━━━ SOURCE INFORMATION ━━━

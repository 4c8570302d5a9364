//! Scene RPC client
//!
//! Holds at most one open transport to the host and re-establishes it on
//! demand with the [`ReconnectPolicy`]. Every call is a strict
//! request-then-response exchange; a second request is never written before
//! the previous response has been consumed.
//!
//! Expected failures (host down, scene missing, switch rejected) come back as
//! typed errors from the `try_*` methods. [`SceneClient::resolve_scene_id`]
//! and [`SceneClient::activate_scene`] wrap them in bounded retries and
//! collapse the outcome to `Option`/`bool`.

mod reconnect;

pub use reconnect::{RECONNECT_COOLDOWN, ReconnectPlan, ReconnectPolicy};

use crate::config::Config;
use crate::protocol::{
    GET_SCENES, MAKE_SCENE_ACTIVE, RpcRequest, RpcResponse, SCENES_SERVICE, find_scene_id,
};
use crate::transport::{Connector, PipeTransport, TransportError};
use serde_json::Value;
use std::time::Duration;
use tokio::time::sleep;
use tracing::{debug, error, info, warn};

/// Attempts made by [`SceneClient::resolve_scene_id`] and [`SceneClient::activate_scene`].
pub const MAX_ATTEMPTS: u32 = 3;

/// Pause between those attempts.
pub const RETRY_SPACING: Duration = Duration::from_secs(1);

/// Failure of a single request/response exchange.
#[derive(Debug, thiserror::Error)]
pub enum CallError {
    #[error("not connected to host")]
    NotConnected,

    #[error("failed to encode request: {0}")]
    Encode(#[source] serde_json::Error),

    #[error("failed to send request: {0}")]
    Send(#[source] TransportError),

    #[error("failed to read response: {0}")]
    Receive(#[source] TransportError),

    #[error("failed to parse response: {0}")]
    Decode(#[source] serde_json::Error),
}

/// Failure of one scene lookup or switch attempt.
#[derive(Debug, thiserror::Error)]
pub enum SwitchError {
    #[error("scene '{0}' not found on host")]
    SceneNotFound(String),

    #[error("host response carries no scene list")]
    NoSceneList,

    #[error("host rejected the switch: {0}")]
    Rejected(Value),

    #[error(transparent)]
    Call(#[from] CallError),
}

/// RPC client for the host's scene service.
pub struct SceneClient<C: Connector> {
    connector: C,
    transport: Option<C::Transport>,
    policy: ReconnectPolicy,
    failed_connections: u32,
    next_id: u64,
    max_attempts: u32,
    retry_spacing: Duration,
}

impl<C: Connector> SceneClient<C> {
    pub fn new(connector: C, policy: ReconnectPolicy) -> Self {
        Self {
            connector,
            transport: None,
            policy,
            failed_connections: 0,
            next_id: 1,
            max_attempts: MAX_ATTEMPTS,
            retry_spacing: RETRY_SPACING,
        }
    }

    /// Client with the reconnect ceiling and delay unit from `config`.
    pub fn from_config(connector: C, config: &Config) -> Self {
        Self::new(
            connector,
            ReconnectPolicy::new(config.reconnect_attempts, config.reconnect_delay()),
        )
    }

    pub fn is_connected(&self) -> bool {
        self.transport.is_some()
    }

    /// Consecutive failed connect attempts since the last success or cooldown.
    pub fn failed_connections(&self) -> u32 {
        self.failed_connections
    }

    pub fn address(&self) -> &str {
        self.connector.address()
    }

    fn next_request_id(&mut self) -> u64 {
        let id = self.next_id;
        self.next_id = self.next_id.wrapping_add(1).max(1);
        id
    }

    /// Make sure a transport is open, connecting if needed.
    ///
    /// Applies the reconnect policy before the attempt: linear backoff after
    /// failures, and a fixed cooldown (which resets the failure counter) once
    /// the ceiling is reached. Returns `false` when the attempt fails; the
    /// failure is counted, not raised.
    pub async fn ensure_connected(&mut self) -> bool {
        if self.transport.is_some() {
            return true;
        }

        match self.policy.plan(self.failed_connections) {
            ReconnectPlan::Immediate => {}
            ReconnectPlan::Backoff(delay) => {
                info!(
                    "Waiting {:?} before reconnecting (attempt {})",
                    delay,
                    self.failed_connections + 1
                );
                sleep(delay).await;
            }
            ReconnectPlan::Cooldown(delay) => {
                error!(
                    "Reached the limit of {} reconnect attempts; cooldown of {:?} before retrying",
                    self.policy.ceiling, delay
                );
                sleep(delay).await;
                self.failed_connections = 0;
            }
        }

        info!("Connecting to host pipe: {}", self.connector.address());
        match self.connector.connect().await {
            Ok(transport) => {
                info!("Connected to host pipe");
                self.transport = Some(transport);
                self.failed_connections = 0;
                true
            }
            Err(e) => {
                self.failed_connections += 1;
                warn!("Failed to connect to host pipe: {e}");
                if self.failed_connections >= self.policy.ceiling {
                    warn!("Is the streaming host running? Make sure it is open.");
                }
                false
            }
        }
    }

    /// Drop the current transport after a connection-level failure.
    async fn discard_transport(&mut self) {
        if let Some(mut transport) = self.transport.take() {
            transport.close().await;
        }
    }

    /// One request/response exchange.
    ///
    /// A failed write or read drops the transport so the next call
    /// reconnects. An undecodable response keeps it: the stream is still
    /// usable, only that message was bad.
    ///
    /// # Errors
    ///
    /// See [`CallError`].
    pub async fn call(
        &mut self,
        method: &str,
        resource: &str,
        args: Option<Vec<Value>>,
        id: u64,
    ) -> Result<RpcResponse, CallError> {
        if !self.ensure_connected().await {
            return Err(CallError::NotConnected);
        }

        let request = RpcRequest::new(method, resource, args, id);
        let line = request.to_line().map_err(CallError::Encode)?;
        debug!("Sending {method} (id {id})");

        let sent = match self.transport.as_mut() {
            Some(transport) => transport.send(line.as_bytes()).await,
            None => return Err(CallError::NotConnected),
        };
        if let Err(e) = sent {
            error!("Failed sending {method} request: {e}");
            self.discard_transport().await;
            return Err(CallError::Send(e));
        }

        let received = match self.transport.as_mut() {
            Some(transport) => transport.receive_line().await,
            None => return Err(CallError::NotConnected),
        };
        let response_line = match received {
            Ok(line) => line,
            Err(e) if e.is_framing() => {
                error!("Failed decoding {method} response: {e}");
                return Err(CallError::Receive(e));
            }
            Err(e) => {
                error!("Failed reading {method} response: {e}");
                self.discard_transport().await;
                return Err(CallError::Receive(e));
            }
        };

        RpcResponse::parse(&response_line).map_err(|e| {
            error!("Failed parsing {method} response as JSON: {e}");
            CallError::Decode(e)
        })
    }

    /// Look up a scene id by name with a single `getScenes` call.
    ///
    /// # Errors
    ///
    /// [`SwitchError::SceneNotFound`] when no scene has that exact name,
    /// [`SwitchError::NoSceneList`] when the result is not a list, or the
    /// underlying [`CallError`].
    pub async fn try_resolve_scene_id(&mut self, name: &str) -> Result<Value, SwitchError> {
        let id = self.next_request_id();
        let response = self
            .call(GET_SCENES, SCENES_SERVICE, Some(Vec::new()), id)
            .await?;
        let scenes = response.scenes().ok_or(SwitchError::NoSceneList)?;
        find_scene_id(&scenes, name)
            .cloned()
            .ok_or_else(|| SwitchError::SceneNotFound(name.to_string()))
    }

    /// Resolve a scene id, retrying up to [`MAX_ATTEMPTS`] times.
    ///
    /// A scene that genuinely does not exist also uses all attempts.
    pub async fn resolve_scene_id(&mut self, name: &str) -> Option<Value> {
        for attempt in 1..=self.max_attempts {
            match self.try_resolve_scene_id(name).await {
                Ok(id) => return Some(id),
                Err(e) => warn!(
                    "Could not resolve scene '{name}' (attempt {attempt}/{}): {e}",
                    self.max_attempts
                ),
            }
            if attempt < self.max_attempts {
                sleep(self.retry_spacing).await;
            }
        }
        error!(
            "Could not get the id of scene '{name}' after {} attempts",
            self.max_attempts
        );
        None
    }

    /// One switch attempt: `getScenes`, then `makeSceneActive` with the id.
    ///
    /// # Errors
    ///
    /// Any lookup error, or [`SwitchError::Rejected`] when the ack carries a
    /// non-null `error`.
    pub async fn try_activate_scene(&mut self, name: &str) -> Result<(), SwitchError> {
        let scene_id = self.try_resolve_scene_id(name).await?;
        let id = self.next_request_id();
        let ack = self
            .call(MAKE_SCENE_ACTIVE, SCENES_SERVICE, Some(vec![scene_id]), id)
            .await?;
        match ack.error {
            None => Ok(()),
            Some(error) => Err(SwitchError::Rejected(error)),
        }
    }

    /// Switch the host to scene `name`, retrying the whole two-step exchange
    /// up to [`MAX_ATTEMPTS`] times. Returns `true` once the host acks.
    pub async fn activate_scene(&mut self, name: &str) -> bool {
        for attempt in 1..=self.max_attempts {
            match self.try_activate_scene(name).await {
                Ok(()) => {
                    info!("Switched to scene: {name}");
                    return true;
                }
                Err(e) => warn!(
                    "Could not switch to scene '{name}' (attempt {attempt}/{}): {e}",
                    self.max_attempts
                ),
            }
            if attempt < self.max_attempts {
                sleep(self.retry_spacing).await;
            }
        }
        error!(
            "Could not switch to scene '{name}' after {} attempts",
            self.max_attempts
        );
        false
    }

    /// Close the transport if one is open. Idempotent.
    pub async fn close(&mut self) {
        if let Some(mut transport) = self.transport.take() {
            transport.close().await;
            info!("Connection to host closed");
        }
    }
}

━━━

• **ABOUT THIS TASK**: After locating the line holding "ack carries a" above, output exactly that line and every line after it through the line holding "let ack = self". Include nothing else.

• **YOUR SOLUTION**:
    /// Any lookup error, or [`SwitchError::Rejected`] when the ack carries a
    /// non-null `error`.
    pub async fn try_activate_scene(&mut self, name: &str) -> Result<(), SwitchError> {
        let scene_id = self.try_resolve_scene_id(name).await?;
        let id = self.next_request_id();
        let ack = self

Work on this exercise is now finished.